_WHAT YOU HAVE TO DO:_
From the first line of the records down to the one that holds "a temp, then", transcribe each line exactly and add nothing.

(Records from a dataset)
______

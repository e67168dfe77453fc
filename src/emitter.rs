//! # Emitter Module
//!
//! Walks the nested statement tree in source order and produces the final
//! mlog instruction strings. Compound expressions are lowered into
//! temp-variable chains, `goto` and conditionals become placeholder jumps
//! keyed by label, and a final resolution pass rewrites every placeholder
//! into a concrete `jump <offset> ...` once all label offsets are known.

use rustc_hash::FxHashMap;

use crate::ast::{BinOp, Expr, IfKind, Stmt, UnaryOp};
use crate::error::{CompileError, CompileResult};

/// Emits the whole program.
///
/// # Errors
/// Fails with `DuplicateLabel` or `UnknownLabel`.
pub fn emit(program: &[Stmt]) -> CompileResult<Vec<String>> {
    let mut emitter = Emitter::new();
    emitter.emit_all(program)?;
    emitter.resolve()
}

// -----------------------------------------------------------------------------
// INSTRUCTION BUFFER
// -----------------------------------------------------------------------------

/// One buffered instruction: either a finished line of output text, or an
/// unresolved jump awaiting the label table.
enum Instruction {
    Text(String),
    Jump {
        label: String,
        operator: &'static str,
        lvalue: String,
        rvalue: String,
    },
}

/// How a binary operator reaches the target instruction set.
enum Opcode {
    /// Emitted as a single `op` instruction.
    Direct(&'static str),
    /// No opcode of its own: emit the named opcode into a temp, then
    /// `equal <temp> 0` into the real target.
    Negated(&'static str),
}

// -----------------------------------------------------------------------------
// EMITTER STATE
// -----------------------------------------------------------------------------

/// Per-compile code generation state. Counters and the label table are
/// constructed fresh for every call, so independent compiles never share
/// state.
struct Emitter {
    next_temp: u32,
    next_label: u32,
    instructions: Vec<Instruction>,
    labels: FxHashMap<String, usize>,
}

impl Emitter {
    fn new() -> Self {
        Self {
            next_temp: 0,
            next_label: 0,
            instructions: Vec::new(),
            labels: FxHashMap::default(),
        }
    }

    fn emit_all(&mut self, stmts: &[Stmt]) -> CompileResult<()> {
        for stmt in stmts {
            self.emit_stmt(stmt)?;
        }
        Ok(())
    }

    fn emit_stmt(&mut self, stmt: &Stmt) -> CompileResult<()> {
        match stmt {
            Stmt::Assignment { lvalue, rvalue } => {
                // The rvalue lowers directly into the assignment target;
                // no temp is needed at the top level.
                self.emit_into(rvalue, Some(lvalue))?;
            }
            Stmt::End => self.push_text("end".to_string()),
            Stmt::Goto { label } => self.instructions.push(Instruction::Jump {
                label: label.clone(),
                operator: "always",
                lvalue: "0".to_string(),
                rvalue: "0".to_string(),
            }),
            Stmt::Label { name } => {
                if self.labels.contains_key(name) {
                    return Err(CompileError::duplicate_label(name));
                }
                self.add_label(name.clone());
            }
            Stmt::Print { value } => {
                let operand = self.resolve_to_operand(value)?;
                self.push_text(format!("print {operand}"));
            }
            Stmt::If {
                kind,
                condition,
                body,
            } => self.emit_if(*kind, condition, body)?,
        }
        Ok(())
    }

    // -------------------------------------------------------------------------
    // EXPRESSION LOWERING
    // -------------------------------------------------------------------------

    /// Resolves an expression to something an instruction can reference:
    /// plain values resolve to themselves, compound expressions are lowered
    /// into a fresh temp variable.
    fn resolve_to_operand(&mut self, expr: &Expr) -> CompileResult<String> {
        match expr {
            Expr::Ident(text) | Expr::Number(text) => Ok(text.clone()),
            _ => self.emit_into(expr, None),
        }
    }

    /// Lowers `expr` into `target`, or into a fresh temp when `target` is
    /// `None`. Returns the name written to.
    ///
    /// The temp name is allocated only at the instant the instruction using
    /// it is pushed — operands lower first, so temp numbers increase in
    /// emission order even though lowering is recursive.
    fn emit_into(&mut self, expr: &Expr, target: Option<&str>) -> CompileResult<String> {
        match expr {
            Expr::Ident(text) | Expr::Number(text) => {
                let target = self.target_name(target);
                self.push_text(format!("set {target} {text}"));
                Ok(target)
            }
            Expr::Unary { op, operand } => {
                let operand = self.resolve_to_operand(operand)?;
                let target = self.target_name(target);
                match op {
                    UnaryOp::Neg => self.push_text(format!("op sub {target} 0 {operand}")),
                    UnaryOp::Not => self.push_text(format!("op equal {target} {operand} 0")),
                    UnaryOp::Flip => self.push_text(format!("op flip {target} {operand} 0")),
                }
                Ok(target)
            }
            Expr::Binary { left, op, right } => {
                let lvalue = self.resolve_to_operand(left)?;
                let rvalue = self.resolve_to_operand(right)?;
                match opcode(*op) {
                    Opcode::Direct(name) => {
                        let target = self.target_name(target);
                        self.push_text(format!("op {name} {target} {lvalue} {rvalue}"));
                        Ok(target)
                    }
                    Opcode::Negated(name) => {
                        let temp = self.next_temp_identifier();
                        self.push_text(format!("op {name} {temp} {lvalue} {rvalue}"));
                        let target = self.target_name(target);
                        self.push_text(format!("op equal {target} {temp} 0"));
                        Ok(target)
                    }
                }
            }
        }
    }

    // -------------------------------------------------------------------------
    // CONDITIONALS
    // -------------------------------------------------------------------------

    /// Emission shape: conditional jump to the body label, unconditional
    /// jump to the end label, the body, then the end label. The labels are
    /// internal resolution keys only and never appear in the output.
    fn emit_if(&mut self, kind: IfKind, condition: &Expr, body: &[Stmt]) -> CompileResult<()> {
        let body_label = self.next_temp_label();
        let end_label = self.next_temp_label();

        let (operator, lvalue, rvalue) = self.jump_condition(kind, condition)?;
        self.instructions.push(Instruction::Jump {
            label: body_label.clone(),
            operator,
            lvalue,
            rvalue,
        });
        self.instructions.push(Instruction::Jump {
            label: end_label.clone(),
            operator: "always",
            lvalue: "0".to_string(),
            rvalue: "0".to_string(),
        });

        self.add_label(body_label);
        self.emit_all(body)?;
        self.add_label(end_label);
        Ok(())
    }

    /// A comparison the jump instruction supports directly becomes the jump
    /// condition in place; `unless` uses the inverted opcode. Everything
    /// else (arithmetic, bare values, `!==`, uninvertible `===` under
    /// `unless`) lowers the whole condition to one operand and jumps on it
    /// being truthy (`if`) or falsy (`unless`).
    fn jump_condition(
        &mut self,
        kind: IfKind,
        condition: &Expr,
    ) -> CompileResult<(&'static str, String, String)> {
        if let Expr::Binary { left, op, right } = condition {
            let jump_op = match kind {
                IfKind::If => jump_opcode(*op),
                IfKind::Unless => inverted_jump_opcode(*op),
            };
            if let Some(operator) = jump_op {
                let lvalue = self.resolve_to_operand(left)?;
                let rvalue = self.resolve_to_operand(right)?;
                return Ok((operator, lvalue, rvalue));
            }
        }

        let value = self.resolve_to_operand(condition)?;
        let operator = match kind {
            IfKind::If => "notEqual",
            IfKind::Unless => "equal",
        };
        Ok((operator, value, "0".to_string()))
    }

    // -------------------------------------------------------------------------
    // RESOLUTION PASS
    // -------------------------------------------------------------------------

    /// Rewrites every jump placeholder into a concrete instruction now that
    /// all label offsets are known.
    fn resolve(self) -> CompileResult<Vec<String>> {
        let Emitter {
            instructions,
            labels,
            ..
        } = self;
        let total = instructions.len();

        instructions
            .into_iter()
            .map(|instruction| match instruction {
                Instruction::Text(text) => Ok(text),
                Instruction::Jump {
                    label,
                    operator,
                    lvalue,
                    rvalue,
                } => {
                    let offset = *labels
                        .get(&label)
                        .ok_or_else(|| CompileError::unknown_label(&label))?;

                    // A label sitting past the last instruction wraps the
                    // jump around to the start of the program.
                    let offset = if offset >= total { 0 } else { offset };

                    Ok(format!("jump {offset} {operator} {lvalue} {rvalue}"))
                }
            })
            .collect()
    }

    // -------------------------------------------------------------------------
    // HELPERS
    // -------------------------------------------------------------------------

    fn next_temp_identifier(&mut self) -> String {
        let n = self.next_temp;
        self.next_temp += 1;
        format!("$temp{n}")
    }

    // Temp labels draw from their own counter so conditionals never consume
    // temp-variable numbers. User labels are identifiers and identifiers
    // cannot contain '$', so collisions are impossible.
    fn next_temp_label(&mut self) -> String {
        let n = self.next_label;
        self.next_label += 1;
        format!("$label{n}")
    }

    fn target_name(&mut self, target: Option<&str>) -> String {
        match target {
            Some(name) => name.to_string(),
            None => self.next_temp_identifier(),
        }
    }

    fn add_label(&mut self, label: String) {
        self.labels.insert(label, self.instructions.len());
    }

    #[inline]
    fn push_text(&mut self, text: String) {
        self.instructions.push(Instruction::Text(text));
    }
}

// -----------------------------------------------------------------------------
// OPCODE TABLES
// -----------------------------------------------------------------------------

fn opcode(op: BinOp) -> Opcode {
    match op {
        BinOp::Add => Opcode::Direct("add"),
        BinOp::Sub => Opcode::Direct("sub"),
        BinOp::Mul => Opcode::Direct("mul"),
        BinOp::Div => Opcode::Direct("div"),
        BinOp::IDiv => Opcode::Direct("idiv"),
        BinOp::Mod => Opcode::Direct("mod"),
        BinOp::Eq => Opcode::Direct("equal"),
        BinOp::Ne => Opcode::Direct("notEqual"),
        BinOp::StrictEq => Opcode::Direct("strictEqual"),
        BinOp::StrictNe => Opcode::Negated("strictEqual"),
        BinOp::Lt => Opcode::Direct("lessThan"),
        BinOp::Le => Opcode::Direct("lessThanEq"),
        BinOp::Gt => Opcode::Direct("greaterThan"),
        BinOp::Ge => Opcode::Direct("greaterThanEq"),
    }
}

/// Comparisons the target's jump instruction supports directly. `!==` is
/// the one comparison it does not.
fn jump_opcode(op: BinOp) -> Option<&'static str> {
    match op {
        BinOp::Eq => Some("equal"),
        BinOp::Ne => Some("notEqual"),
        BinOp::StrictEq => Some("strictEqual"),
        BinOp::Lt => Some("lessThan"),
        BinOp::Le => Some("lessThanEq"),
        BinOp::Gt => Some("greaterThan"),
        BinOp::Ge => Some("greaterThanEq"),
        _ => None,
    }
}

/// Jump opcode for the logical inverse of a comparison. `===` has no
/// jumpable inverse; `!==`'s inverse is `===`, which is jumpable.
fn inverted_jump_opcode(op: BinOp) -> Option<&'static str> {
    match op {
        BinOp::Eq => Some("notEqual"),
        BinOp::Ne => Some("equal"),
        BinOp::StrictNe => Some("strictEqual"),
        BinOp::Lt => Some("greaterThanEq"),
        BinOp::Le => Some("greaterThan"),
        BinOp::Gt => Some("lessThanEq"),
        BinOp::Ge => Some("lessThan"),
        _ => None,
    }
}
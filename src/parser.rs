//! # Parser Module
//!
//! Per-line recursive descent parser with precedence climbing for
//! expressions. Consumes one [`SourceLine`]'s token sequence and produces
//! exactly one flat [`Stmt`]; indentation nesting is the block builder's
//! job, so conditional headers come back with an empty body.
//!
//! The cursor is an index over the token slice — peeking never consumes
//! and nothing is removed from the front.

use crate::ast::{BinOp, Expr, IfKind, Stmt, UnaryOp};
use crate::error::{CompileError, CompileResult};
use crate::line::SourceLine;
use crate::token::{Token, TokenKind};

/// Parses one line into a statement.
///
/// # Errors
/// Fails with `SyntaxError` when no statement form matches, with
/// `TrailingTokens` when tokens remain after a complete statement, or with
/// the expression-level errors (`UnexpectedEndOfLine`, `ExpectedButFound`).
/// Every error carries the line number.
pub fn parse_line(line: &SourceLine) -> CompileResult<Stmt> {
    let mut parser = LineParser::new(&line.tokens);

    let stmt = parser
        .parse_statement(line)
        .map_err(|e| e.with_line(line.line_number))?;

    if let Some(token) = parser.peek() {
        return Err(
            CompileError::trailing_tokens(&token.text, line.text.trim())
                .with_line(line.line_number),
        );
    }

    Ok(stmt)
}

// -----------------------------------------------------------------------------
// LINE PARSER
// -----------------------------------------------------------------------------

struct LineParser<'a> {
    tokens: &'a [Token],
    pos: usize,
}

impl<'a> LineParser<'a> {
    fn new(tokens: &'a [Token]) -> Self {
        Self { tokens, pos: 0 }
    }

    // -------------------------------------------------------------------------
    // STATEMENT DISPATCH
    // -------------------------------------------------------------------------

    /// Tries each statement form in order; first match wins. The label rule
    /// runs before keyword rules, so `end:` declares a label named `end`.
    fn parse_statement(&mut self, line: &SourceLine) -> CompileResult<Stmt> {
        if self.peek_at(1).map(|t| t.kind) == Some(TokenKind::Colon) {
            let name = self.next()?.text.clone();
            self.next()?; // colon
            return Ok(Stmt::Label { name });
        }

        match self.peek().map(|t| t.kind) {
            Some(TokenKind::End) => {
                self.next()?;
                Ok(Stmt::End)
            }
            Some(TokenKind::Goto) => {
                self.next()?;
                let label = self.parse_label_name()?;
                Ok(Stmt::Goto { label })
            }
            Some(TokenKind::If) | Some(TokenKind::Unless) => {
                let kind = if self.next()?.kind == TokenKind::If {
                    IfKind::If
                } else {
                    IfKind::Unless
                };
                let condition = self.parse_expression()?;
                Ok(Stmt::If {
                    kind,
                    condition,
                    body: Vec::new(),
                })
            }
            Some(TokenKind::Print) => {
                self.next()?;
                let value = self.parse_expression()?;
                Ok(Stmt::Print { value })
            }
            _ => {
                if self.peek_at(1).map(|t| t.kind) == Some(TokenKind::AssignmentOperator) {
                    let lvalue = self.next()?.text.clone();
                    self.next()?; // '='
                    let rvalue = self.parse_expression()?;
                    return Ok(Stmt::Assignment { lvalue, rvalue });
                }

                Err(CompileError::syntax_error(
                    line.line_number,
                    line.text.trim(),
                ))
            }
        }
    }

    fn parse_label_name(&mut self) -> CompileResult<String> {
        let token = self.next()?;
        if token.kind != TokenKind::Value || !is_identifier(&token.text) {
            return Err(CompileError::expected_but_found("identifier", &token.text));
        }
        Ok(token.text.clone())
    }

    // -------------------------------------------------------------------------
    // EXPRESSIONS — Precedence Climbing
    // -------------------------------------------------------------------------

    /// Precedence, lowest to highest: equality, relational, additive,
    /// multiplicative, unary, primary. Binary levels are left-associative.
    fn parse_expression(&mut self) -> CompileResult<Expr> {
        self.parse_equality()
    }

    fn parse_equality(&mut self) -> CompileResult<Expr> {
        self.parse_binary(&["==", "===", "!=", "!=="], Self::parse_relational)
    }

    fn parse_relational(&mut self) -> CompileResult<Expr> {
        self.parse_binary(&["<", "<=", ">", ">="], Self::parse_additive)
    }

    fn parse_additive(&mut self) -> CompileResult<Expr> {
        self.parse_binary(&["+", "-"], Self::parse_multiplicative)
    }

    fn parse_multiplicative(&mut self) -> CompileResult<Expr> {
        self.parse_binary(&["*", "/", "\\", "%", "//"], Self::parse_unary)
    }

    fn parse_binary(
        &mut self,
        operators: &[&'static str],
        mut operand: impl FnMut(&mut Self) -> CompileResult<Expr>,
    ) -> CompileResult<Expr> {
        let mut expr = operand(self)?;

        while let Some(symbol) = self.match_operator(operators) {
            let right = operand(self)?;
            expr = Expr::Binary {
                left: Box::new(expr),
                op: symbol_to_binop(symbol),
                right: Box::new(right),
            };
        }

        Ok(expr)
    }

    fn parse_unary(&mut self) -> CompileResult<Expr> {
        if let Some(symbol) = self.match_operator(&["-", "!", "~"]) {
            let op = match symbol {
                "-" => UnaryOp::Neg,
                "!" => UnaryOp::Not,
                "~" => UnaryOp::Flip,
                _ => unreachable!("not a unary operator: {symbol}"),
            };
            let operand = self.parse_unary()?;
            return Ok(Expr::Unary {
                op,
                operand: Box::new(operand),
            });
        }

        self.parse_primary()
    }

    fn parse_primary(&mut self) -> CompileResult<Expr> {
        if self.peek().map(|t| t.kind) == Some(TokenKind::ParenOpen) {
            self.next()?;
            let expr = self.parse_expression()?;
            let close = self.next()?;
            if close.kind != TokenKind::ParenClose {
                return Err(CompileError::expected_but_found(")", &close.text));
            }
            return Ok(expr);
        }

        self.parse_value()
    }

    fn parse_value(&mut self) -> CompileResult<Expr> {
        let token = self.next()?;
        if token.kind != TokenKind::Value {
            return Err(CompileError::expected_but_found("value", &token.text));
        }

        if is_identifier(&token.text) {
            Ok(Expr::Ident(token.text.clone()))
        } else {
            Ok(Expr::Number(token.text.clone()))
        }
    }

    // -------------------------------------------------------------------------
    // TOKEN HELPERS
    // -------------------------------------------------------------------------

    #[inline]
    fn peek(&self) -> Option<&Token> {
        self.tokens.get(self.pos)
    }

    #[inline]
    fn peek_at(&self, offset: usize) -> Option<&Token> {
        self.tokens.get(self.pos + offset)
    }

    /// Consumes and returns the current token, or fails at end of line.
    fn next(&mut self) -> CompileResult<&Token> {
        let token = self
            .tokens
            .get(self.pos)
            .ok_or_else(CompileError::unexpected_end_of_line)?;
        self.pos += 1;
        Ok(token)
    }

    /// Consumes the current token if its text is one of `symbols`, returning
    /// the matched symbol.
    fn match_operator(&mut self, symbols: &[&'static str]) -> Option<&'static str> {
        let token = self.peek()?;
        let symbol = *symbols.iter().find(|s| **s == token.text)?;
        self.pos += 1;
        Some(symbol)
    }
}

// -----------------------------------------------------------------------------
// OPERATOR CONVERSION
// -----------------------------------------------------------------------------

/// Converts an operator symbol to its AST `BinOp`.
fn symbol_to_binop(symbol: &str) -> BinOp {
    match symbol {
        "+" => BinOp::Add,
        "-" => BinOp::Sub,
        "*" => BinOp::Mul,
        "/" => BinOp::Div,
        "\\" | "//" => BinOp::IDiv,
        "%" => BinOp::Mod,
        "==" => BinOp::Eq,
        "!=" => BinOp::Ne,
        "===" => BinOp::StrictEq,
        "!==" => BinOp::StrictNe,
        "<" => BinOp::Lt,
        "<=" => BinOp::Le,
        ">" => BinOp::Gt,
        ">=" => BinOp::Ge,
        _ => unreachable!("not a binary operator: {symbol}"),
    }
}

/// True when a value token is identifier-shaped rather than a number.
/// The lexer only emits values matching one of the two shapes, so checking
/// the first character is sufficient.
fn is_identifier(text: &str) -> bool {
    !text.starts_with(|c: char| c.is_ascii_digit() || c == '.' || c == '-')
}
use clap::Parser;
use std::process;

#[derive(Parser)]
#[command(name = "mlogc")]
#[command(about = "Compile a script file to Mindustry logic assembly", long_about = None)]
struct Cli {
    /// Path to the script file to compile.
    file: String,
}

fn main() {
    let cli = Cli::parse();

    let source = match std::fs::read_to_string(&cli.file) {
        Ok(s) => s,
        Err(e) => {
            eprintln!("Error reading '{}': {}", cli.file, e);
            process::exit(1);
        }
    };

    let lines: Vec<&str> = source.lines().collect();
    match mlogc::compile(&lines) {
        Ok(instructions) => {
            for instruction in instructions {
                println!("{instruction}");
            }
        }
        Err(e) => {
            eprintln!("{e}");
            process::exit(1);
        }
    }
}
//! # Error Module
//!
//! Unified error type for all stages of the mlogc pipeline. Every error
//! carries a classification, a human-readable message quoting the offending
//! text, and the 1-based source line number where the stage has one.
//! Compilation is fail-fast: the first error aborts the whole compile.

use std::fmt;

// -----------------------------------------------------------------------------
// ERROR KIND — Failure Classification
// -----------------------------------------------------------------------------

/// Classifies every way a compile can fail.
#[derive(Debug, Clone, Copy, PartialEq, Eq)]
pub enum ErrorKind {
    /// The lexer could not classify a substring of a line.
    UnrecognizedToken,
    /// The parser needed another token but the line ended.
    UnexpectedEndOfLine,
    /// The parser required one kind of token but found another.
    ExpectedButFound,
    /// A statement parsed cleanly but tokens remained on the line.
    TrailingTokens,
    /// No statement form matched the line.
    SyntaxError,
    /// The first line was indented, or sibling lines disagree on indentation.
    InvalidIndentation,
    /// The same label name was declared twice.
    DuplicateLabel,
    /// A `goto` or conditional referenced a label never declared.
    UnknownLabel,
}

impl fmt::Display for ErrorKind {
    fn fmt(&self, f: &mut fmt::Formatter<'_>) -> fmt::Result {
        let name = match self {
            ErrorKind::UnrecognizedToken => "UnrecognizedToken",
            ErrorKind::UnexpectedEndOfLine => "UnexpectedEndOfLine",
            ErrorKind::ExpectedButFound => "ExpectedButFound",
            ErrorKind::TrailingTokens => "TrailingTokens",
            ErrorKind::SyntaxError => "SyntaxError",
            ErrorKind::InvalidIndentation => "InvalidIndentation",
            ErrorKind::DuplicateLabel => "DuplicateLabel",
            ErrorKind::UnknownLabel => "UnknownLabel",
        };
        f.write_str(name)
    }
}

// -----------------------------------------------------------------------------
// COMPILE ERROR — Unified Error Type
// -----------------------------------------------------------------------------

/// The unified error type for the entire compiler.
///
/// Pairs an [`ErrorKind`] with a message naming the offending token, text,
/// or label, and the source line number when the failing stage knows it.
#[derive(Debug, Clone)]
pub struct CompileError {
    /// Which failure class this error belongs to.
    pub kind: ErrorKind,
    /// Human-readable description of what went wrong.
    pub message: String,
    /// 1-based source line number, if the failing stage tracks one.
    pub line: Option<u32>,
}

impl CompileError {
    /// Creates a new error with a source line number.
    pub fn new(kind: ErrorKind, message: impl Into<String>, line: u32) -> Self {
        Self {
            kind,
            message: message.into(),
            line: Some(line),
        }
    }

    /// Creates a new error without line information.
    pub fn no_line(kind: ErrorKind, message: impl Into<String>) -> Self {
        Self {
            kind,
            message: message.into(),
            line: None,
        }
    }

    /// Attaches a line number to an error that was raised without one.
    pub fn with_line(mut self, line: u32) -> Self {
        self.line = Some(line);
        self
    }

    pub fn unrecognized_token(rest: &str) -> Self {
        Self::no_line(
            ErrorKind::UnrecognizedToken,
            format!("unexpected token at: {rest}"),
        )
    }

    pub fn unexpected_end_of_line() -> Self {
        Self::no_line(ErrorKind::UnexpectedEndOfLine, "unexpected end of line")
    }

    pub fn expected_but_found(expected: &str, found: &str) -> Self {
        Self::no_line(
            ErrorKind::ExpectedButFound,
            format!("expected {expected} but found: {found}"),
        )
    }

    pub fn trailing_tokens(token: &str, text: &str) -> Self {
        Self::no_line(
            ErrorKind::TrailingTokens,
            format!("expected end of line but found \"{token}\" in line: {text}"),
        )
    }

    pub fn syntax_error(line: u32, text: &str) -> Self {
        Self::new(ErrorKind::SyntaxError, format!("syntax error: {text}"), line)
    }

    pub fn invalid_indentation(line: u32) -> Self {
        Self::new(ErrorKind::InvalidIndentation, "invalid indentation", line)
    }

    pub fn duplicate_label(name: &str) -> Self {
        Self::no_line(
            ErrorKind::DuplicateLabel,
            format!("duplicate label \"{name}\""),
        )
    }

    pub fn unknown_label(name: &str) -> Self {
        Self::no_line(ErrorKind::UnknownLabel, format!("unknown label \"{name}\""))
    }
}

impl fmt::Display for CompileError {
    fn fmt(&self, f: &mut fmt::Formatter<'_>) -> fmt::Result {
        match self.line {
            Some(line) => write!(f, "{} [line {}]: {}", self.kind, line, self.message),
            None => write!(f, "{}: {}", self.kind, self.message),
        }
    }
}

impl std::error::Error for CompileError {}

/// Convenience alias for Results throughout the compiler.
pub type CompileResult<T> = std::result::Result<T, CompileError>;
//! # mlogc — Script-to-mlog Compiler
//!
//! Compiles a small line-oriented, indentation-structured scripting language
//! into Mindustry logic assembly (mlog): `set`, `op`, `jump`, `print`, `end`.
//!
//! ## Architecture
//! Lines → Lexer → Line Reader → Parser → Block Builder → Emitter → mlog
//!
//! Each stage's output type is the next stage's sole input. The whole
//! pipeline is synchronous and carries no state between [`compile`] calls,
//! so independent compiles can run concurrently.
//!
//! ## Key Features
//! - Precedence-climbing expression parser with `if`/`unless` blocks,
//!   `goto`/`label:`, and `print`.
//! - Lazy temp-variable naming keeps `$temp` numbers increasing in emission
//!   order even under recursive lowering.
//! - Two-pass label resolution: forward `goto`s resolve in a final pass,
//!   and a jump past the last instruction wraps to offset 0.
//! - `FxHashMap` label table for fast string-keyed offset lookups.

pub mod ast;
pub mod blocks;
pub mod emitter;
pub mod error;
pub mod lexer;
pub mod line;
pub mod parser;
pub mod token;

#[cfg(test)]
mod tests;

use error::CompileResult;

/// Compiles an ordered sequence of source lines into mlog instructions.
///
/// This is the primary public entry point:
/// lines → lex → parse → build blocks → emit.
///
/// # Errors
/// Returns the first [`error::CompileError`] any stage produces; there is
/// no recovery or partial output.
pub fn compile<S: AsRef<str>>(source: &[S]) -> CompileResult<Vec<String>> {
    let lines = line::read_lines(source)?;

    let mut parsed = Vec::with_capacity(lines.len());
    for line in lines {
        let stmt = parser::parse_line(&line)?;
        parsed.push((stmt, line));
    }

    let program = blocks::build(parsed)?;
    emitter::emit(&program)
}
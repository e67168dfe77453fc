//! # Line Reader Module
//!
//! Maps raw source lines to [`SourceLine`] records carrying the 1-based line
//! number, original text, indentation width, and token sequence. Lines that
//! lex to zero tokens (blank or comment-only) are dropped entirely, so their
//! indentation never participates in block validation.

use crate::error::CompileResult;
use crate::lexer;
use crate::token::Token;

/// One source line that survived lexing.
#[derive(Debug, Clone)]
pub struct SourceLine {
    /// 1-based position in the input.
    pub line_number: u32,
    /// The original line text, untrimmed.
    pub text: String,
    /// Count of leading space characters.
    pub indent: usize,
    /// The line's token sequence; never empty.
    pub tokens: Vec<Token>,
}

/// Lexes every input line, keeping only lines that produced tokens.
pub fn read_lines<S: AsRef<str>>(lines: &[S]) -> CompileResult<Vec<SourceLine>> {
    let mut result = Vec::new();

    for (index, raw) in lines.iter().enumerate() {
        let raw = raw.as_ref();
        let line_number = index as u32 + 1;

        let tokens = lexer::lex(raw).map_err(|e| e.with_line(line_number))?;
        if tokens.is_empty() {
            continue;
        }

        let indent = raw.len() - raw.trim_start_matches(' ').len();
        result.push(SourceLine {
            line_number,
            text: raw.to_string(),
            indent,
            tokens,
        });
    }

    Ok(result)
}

______

_COMPLETED EXERCISE:_
repository e67168dfe77453fc
filename src/emitter.rs
//! # Emitter Module
//!
//! Walks the nested statement tree in source order and produces the final
//! mlog instruction strings. Compound expressions are lowered into
//! temp-variable chains, `goto` and conditionals become placeholder jumps
//! keyed by label, and a final resolution pass rewrites every placeholder
//! into a concrete `jump <offset> ...` once all label offsets are known.

use rustc_hash::FxHashMap;

use crate::ast::{BinOp, Expr, IfKind, Stmt, UnaryOp};
use crate::error::{CompileError, CompileResult};

/// Emits the whole program.
///
/// # Errors
/// Fails with `DuplicateLabel` or `UnknownLabel`.
pub fn emit(program: &[Stmt]) -> CompileResult<Vec<String>> {
    let mut emitter = Emitter::new();
    emitter.emit_all(program)?;
    emitter.resolve()
}

// -----------------------------------------------------------------------------
// INSTRUCTION BUFFER
// -----------------------------------------------------------------------------

/// One buffered instruction: either a finished line of output text, or an
/// unresolved jump awaiting the label table.
enum Instruction {
    Text(String),
    Jump {
        label: String,
        operator: &'static str,
        lvalue: String,
        rvalue: String,
    },
}

/// How a binary operator reaches the target instruction set.
enum Opcode {
    /// Emitted as a single `op` instruction.
    Direct(&'static str),
    /// No opcode of its own: emit the named opcode into a temp, then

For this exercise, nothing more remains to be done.